SourceCode

From RackTables Wiki
Jump to navigation Jump to search

the source code repository

RackTables project uses git as version control system for the source code. The git repository that is used to make "tar.gz" releases is currently hosted on GitHub. It includes the following notable branches:

master
The main development branch, that is, the default branch for all new changes.
maintenance-0.16.x
maintenance-0.17.x
maintenance-0.18.x
maintenance-0.19.x
Archived maintenance branches, which don't accept any new changes.
maintenance-0.20.x
Current maintenance branche, that is, the stable branch that serves as the base for normal RackTables releases.

Use the following commands to get a working copy of the repository:

# from the RackTables project repository
git clone git://github.com/RackTables/racktables.git
# or
git clone https://github.com/RackTables/racktables.git
# or
git clone ssh://git@github.com:RackTables/racktables.git

# from a GitHub fork (of your own or not)
git clone git://github.com/username/racktables.git
# or
git clone https://github.com/username/racktables.git
# or
git clone ssh://git@github.com:username/racktables.git

Note that the first two schemas (git:// and https://) are always read-only and the third (ssh://) may be read-only or read-write.

Use the following commands to examine local unsaved changes:

git status
git diff

The recommended way of contributing the work is to:

  1. fork RackTables on GitHub,
  2. push finished commits to the fork, and
  3. create a pull request.

In the case of a private repository use a git format-patch command to produce a patch and send it to the developers. When sending a patch, please make sure your branch is rebased onto the latest respective (master or maintenance) branch.

PHP code style guide

Almost all PHP source code in RackTables is original and the following style guide applies:

use Allman indent style.

Why: Allman style is very diff-friendly when it comes to control structures. In Allman style expansion of a single inner operator into a larger code block (and vice versa) leaves both the inner (controlled) and the outer (controlling) operator intact:

 for ($i = 0; $i < 10; $i++)
+{
 	doSomething ($i);
+	doSomethingElse();
+}

This works seamlessly at any indentation level and for all control structures (if/for/foreach/while), however deeply nested in each other. With careful indentation of case within switch it will work same well:

switch ($var)
{
	case 1:
		doSomething();
		break;
	case 2:
-	{
-		doSomethingElse();
		return 3;
-	}
	case 3:
+	{
+		doSomethingCompletelyDifferent();
		return 4;
+	}
}

Being diff-friendly means being friendly to a version control system (Subversion in the past, git at present). Neither the VCS nor the Allman style alone guarantee one's commits to be focused and clean. However, Allman style encourages commits that change only the lines that really need to be changed.

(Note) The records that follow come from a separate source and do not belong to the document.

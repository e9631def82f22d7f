use serde::Deserialize;

/// PostScript points per millimetre.
pub const PT_PER_MM: f64 = 72.0 / 25.4;

/// One centimetre expressed in poster units (millimetres).
pub const CM: f64 = 10.0;

/// One millimetre expressed in poster units.
pub const MM: f64 = 1.0;

/// Convert millimetres to PostScript points.
pub fn mm_to_pt(mm: f64) -> f64 {
    mm * PT_PER_MM
}

/// Convert PostScript points to millimetres.
pub fn pt_to_mm(pt: f64) -> f64 {
    pt / PT_PER_MM
}

/// ISO 216 and North American paper sizes.
#[derive(Debug, Clone, Copy, PartialEq, Eq, Deserialize)]
pub enum PaperFormat {
    A0,
    A1,
    A2,
    A3,
    A4,
    Letter,
}

impl PaperFormat {
    /// Paper size in millimetres (width, height), portrait.
    pub fn size_mm(&self) -> (f64, f64) {
        match self {
            PaperFormat::A0 => (841.0, 1189.0),
            PaperFormat::A1 => (594.0, 841.0),
            PaperFormat::A2 => (420.0, 594.0),
            PaperFormat::A3 => (297.0, 420.0),
            PaperFormat::A4 => (210.0, 297.0),
            PaperFormat::Letter => (215.9, 279.4),
        }
    }

    /// Paper size in points (width, height).
    pub fn size_pt(&self) -> (f64, f64) {
        let (w, h) = self.size_mm();
        (mm_to_pt(w), mm_to_pt(h))
    }
}

impl Default for PaperFormat {
    fn default() -> Self {
        PaperFormat::A0
    }
}

/// How the poster canvas is mapped onto the paper.
#[derive(Debug, Clone, Copy, PartialEq, Deserialize)]
#[serde(default)]
pub struct PageOptions {
    pub paper: PaperFormat,
    /// Center the canvas on the paper. When false the canvas origin
    /// sits on the paper origin.
    pub centered: bool,
    /// Scale the canvas uniformly so it fits inside the paper.
    pub fit_to_size: bool,
}

impl Default for PageOptions {
    fn default() -> Self {
        PageOptions {
            paper: PaperFormat::A0,
            centered: true,
            fit_to_size: false,
        }
    }
}

impl PageOptions {
    /// Compute the (scale, tx, ty) that maps a canvas of the given
    /// millimetre size onto the paper, in millimetres.
    pub fn canvas_mapping(
        &self,
        canvas_width: f64,
        canvas_height: f64,
    ) -> (f64, f64, f64) {
        let (pw, ph) = self.paper.size_mm();
        let scale = if self.fit_to_size
            && canvas_width > 0.0
            && canvas_height > 0.0
        {
            (pw / canvas_width).min(ph / canvas_height)
        } else {
            1.0
        };
        if self.centered {
            let tx = (pw - canvas_width * scale) / 2.0;
            let ty = (ph - canvas_height * scale) / 2.0;
            (scale, tx, ty)
        } else {
            (scale, 0.0, 0.0)
        }
    }
}
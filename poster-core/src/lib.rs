pub mod config;
pub mod document;
pub mod eps;
pub mod error;
pub mod fonts;
pub mod geometry;
pub mod graphics;
pub mod images;
pub mod layout;
pub mod markup;
pub mod objects;
pub mod poster;
pub mod surface;
pub mod textflow;
pub mod typeset;
pub mod units;
pub mod writer;

pub use config::PosterConfig;
pub use document::PdfDocument;
pub use error::{ImageError, MarkupError, PosterError};
pub use geometry::{BBox, Path, Transform};
pub use graphics::{Color, StrokeStyle};
pub use layout::{BoxPlacement, Column, ColumnCursors, PageGeometry};
pub use poster::Poster;
pub use surface::{ContentBlock, Surface};
pub use typeset::{TextEncoding, TypesetConfig, Typesetter};
pub use units::{PageOptions, PaperFormat};
use std::fs;
use std::path::{Path, PathBuf};

use anyhow::{bail, Context, Result};
use serde::Deserialize;

use poster_core::{Column, Poster, PosterConfig, TypesetConfig};

/// A poster described in TOML: `[poster]`, `[typeset]` and any number
/// of `[[box]]` tables, placed in file order.
#[derive(Debug, Default, Deserialize)]
#[serde(default)]
pub struct PosterDescription {
    pub poster: PosterConfig,
    pub typeset: TypesetConfig,
    #[serde(rename = "box")]
    pub boxes: Vec<BoxSpec>,
}

#[derive(Debug, Deserialize)]
#[serde(deny_unknown_fields)]
pub struct BoxSpec {
    pub column: String,
    pub title: String,
    /// Inline markup.
    pub markup: Option<String>,
    /// Markup file, relative to the description file.
    pub markup_file: Option<PathBuf>,
    #[serde(default)]
    pub draw_bbox: bool,
}

impl PosterDescription {
    pub fn load(path: &Path) -> Result<Self> {
        let text = fs::read_to_string(path)
            .with_context(|| format!("failed to read {}", path.display()))?;
        let mut description: PosterDescription = toml::from_str(&text)
            .with_context(|| format!("failed to parse {}", path.display()))?;
        let base = path.parent().unwrap_or_else(|| Path::new(""));
        for spec in &mut description.boxes {
            if let Some(file) = spec.markup_file.take() {
                spec.markup_file = Some(base.join(file));
            }
        }
        Ok(description)
    }

    /// Build the poster and place every box.
    pub fn build(&self, draw_bbox: bool) -> Result<Poster> {
        let mut poster = Poster::new(self.poster.clone(), self.typeset.clone())
            .context("failed to create poster")?;
        for (index, spec) in self.boxes.iter().enumerate() {
            let column: Column = spec
                .column
                .parse()
                .with_context(|| format!("box {} ({:?})", index + 1, spec.title))?;
            let markup = spec.markup_source()?;
            let block = poster
                .render_markup_to_block(&markup)
                .with_context(|| format!("failed to typeset box {:?}", spec.title))?;
            poster.add_box(&block, column, &spec.title, draw_bbox || spec.draw_bbox)?;
        }
        Ok(poster)
    }
}

impl BoxSpec {
    fn markup_source(&self) -> Result<String> {
        match (&self.markup, &self.markup_file) {
            (Some(markup), None) => Ok(markup.clone()),
            (None, Some(file)) => fs::read_to_string(file)
                .with_context(|| format!("failed to read {}", file.display())),
            (Some(_), Some(_)) => bail!("box {:?} has both markup and markup_file", self.title),
            (None, None) => bail!("box {:?} has neither markup nor markup_file", self.title),
        }
    }
}

#[cfg(test)]
mod tests {
    use super::*;

    const DESCRIPTION: &str = r#"
        [poster]
        title = "Graph Colouring"
        width = 840.0

        [typeset]
        preamble = '\newcommand{\R}{\textbf{R}}'
        scale = 4.0

        [[box]]
        column = "left"
        title = "Intro"
        markup = 'We study \R.'

        [[box]]
        column = "Right"
        title = "Method"
        markup_file = "method.tex"
    "#;

    #[test]
    fn parses_tables_and_resolves_markup_files() {
        let dir = tempfile::tempdir().unwrap();
        let path = dir.path().join("poster.toml");
        fs::write(&path, DESCRIPTION).unwrap();
        let description = PosterDescription::load(&path).unwrap();
        assert_eq!(description.poster.title, "Graph Colouring");
        assert_eq!(description.poster.height, 1200.0);
        assert_eq!(description.boxes.len(), 2);
        assert_eq!(
            description.boxes[1].markup_file.as_deref(),
            Some(dir.path().join("method.tex").as_path())
        );
    }

    #[test]
    fn box_needs_exactly_one_markup_source() {
        let spec = BoxSpec {
            column: "left".into(),
            title: "T".into(),
            markup: None,
            markup_file: None,
            draw_bbox: false,
        };
        assert!(spec.markup_source().is_err());
    }

    #[test]
    fn unknown_box_keys_are_rejected() {
        let err = toml::from_str::<PosterDescription>(
            "[[box]]\ncolumn = \"left\"\ntitle = \"T\"\ncolour = \"red\"\n",
        );
        assert!(err.is_err());
    }
}
use std::collections::BTreeMap;
use std::io::{self, Write};
use std::sync::Arc;

use flate2::write::ZlibEncoder;
use flate2::Compression;

use crate::fonts::{win_ansi_byte, BuiltinFont};
use crate::geometry::{Path, Segment, Transform};
use crate::graphics::{Color, LineStyle, StrokeStyle};
use crate::images::{ImageData, ImageFormat};
use crate::objects::{ObjId, PdfObject};
use crate::surface::{DrawOp, Surface, TextRun};
use crate::units::{mm_to_pt, PageOptions, PT_PER_MM};
use crate::writer::{escape_string_bytes, format_coord, PdfWriter};

const CATALOG_OBJ: ObjId = ObjId(1, 0);
const PAGES_OBJ: ObjId = ObjId(2, 0);
const FIRST_FREE_OBJ_NUM: u32 = 3;

/// Writes surfaces as PDF pages.
///
/// Generic over `Write` so it works with files (`BufWriter<File>`),
/// in-memory buffers (`Vec<u8>`), or any other writer. Each page is
/// written as soon as it is added; fonts and images are written once
/// and shared by later pages.
pub struct PdfDocument<W: Write> {
    writer: PdfWriter<W>,
    info: Vec<(String, String)>,
    page_obj_ids: Vec<ObjId>,
    next_obj_num: u32,
    compress: bool,
    fonts: BTreeMap<BuiltinFont, ObjId>,
    images: Vec<(Arc<ImageData>, ObjId)>,
}

impl<W: Write> PdfDocument<W> {
    /// Start a document on `writer`. The header is written
    /// immediately.
    pub fn new(writer: W) -> io::Result<Self> {
        let mut pdf_writer = PdfWriter::new(writer);
        pdf_writer.write_header()?;
        Ok(PdfDocument {
            writer: pdf_writer,
            info: Vec::new(),
            page_obj_ids: Vec::new(),
            next_obj_num: FIRST_FREE_OBJ_NUM,
            compress: false,
            fonts: BTreeMap::new(),
            images: Vec::new(),
        })
    }

    /// Set a document info entry (e.g. "Creator", "Title").
    pub fn set_info(&mut self, key: &str, value: &str) -> &mut Self {
        self.info.push((key.to_string(), value.to_string()));
        self
    }

    /// Flate-compress page content streams.
    pub fn set_compression(&mut self, enabled: bool) -> &mut Self {
        self.compress = enabled;
        self
    }

    fn alloc(&mut self) -> ObjId {
        let id = ObjId(self.next_obj_num, 0);
        self.next_obj_num += 1;
        id
    }

    fn font_id(&mut self, font: BuiltinFont) -> io::Result<ObjId> {
        if let Some(id) = self.fonts.get(&font) {
            return Ok(*id);
        }
        let id = self.alloc();
        let dict = PdfObject::dict(vec![
            ("Type", PdfObject::name("Font")),
            ("Subtype", PdfObject::name("Type1")),
            ("BaseFont", PdfObject::name(font.base_name())),
            ("Encoding", PdfObject::name("WinAnsiEncoding")),
        ]);
        self.writer.write_object(id, &dict)?;
        self.fonts.insert(font, id);
        Ok(id)
    }

    /// Index of the image in the document's XObject list, writing it
    /// on first use.
    fn image_index(&mut self, image: &Arc<ImageData>) -> io::Result<usize> {
        if let Some(i) = self.images.iter().position(|(img, _)| Arc::ptr_eq(img, image)) {
            return Ok(i);
        }
        let smask = match &image.alpha {
            Some(alpha) => {
                let id = self.alloc();
                let obj = PdfObject::stream(
                    vec![
                        ("Type", PdfObject::name("XObject")),
                        ("Subtype", PdfObject::name("Image")),
                        ("Width", PdfObject::Integer(image.width as i64)),
                        ("Height", PdfObject::Integer(image.height as i64)),
                        ("ColorSpace", PdfObject::name("DeviceGray")),
                        ("BitsPerComponent", PdfObject::Integer(8)),
                        ("Filter", PdfObject::name("FlateDecode")),
                    ],
                    deflate(alpha)?,
                );
                self.writer.write_object(id, &obj)?;
                Some(id)
            }
            None => None,
        };

        let (filter, data) = match image.format {
            ImageFormat::Jpeg => ("DCTDecode", image.data.clone()),
            ImageFormat::Png => ("FlateDecode", deflate(&image.data)?),
        };
        let mut dict = vec![
            ("Type", PdfObject::name("XObject")),
            ("Subtype", PdfObject::name("Image")),
            ("Width", PdfObject::Integer(image.width as i64)),
            ("Height", PdfObject::Integer(image.height as i64)),
            ("ColorSpace", PdfObject::name(image.color_space.name())),
            (
                "BitsPerComponent",
                PdfObject::Integer(image.bits_per_component as i64),
            ),
            ("Filter", PdfObject::name(filter)),
        ];
        if let Some(smask) = smask {
            dict.push(("SMask", PdfObject::Reference(smask)));
        }
        let id = self.alloc();
        self.writer.write_object(id, &PdfObject::stream(dict, data))?;
        self.images.push((Arc::clone(image), id));
        Ok(self.images.len() - 1)
    }

    /// Add one page showing `surface`, a canvas of `canvas_width` ×
    /// `canvas_height` millimetres mapped onto the paper by `page`.
    pub fn add_page(
        &mut self,
        surface: &Surface,
        canvas_width: f64,
        canvas_height: f64,
        page: &PageOptions,
    ) -> io::Result<()> {
        let mut font_resources = Vec::new();
        for font in surface.fonts_used() {
            let id = self.font_id(font)?;
            font_resources.push((font.resource_name(), PdfObject::Reference(id)));
        }
        let mut image_names = Vec::new();
        let mut image_resources = Vec::new();
        for image in surface.images() {
            let index = self.image_index(&image)?;
            let name = format!("Im{}", index + 1);
            image_resources.push((name.clone(), PdfObject::Reference(self.images[index].1)));
            image_names.push((image, name));
        }

        let (scale, tx, ty) = page.canvas_mapping(canvas_width, canvas_height);
        let mut content = ContentStream {
            buf: Vec::new(),
            image_names: &image_names,
        };
        content.transform(&Transform {
            a: PT_PER_MM * scale,
            d: PT_PER_MM * scale,
            e: mm_to_pt(tx),
            f: mm_to_pt(ty),
            ..Transform::identity()
        });
        content.surface(surface);
        content.op("Q");
        let ops = content.buf;

        let content_id = self.alloc();
        let page_id = self.alloc();
        let stream = if self.compress {
            PdfObject::stream(vec![("Filter", PdfObject::name("FlateDecode"))], deflate(&ops)?)
        } else {
            PdfObject::stream(vec![], ops)
        };
        self.writer.write_object(content_id, &stream)?;

        let (pw, ph) = page.paper.size_pt();
        let mut resources = Vec::new();
        if !font_resources.is_empty() {
            resources.push(("Font", PdfObject::dict(font_resources)));
        }
        if !image_resources.is_empty() {
            resources.push((
                "XObject",
                PdfObject::Dictionary(image_resources),
            ));
        }
        let page_dict = PdfObject::dict(vec![
            ("Type", PdfObject::name("Page")),
            ("Parent", PdfObject::Reference(PAGES_OBJ)),
            ("MediaBox", PdfObject::rect(0.0, 0.0, pw, ph)),
            ("Contents", PdfObject::Reference(content_id)),
            ("Resources", PdfObject::dict(resources)),
        ]);
        self.writer.write_object(page_id, &page_dict)?;
        self.page_obj_ids.push(page_id);
        Ok(())
    }

    /// Finish the document: info dictionary, pages tree, catalog,
    /// xref table and trailer. Returns the underlying writer.
    pub fn end_document(mut self) -> io::Result<W> {
        let info_id = if self.info.is_empty() {
            None
        } else {
            let id = self.alloc();
            let entries = self
                .info
                .iter()
                .map(|(k, v)| (k.as_str(), PdfObject::text_string(v)))
                .collect();
            self.writer.write_object(id, &PdfObject::dict(entries))?;
            Some(id)
        };

        let kids = self
            .page_obj_ids
            .iter()
            .map(|id| PdfObject::Reference(*id))
            .collect();
        let pages = PdfObject::dict(vec![
            ("Type", PdfObject::name("Pages")),
            ("Kids", PdfObject::Array(kids)),
            ("Count", PdfObject::Integer(self.page_obj_ids.len() as i64)),
        ]);
        self.writer.write_object(PAGES_OBJ, &pages)?;

        let catalog = PdfObject::dict(vec![
            ("Type", PdfObject::name("Catalog")),
            ("Pages", PdfObject::Reference(PAGES_OBJ)),
        ]);
        self.writer.write_object(CATALOG_OBJ, &catalog)?;
        self.writer.write_xref_and_trailer(CATALOG_OBJ, info_id)?;
        let mut inner = self.writer.into_inner();
        inner.flush()?;
        Ok(inner)
    }
}

fn deflate(data: &[u8]) -> io::Result<Vec<u8>> {
    let mut encoder = ZlibEncoder::new(Vec::new(), Compression::default());
    encoder.write_all(data)?;
    encoder.finish()
}

/// Builds a page content stream from a display list.
struct ContentStream<'a> {
    buf: Vec<u8>,
    image_names: &'a [(Arc<ImageData>, String)],
}

impl ContentStream<'_> {
    fn op(&mut self, s: &str) {
        self.buf.extend_from_slice(s.as_bytes());
        self.buf.push(b'\n');
    }

    fn nums(values: &[f64]) -> String {
        values
            .iter()
            .map(|v| format_coord(*v))
            .collect::<Vec<_>>()
            .join(" ")
    }

    /// Opens a `q` group with the transform; caller closes with `Q`.
    fn transform(&mut self, t: &Transform) {
        self.op("q");
        if !t.is_identity() {
            self.op(&format!("{} cm", Self::nums(&t.components())));
        }
    }

    fn color(&mut self, c: &Color, operator: &str) {
        self.op(&format!("{} {}", Self::nums(&[c.r, c.g, c.b]), operator));
    }

    fn path(&mut self, path: &Path) {
        for seg in path.segments() {
            match *seg {
                Segment::MoveTo(x, y) => self.op(&format!("{} m", Self::nums(&[x, y]))),
                Segment::LineTo(x, y) => self.op(&format!("{} l", Self::nums(&[x, y]))),
                Segment::CurveTo(x1, y1, x2, y2, x3, y3) => {
                    self.op(&format!("{} c", Self::nums(&[x1, y1, x2, y2, x3, y3])))
                }
                Segment::Close => self.op("h"),
            }
        }
    }

    fn stroke(&mut self, path: &Path, style: &StrokeStyle) {
        self.op("q");
        self.color(&style.color, "RG");
        self.op(&format!("{} w", format_coord(style.width)));
        if let LineStyle::Dashed { on, off } = style.line_style {
            self.op(&format!("[{}] 0 d", Self::nums(&[on, off])));
        }
        self.path(path);
        self.op("S");
        self.op("Q");
    }

    fn text(&mut self, run: &TextRun) {
        let bytes: Vec<u8> = run
            .text
            .chars()
            .map(|c| win_ansi_byte(c).unwrap_or(b'?'))
            .collect();
        self.op("BT");
        self.op(&format!("/{} {} Tf", run.font.resource_name(), format_coord(run.size)));
        self.color(&run.color, "rg");
        self.op(&format!("{} Td", Self::nums(&[run.x, run.y])));
        self.buf.push(b'(');
        self.buf.extend_from_slice(&escape_string_bytes(&bytes));
        self.op(") Tj");
        self.op("ET");
    }

    fn surface(&mut self, surface: &Surface) {
        for op in surface.ops() {
            match op {
                DrawOp::Fill { path, color } => {
                    self.color(color, "rg");
                    self.path(path);
                    self.op("f");
                }
                DrawOp::Stroke { path, style } => self.stroke(path, style),
                DrawOp::Text(run) => self.text(run),
                DrawOp::Image { image, rect } => {
                    let name = self
                        .image_names
                        .iter()
                        .find(|(img, _)| Arc::ptr_eq(img, image))
                        .map(|(_, name)| name.clone());
                    if let Some(name) = name {
                        self.op("q");
                        self.op(&format!(
                            "{} cm",
                            Self::nums(&[rect.width, 0.0, 0.0, rect.height, rect.left, rect.bottom])
                        ));
                        self.op(&format!("/{} Do", name));
                        self.op("Q");
                    }
                }
                DrawOp::Insert { surface, transform } => {
                    self.transform(transform);
                    self.surface(surface);
                    self.op("Q");
                }
            }
        }
    }
}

Exception: inline (PHP heredoc) HTML, SQL and JS code.

use exactly one tab per indentation level

Why: different people prefer different (2, 4, 8...) amount of "spaces" per indentation level. Some projects use space indentation and force everyone to hit Space (Backspace) N times each time the developer needs to indent (unindent), regardless of their own preferred value of N. RackTables makes use of Tab and enables every developer to configure their editor for their preferred "tab width" (the screenshot below stands for tab width 2). Note that the tab width must stand for the amount of spaces the editor displays, but not generates instead of, that is, in the source file tabs must remain tabs.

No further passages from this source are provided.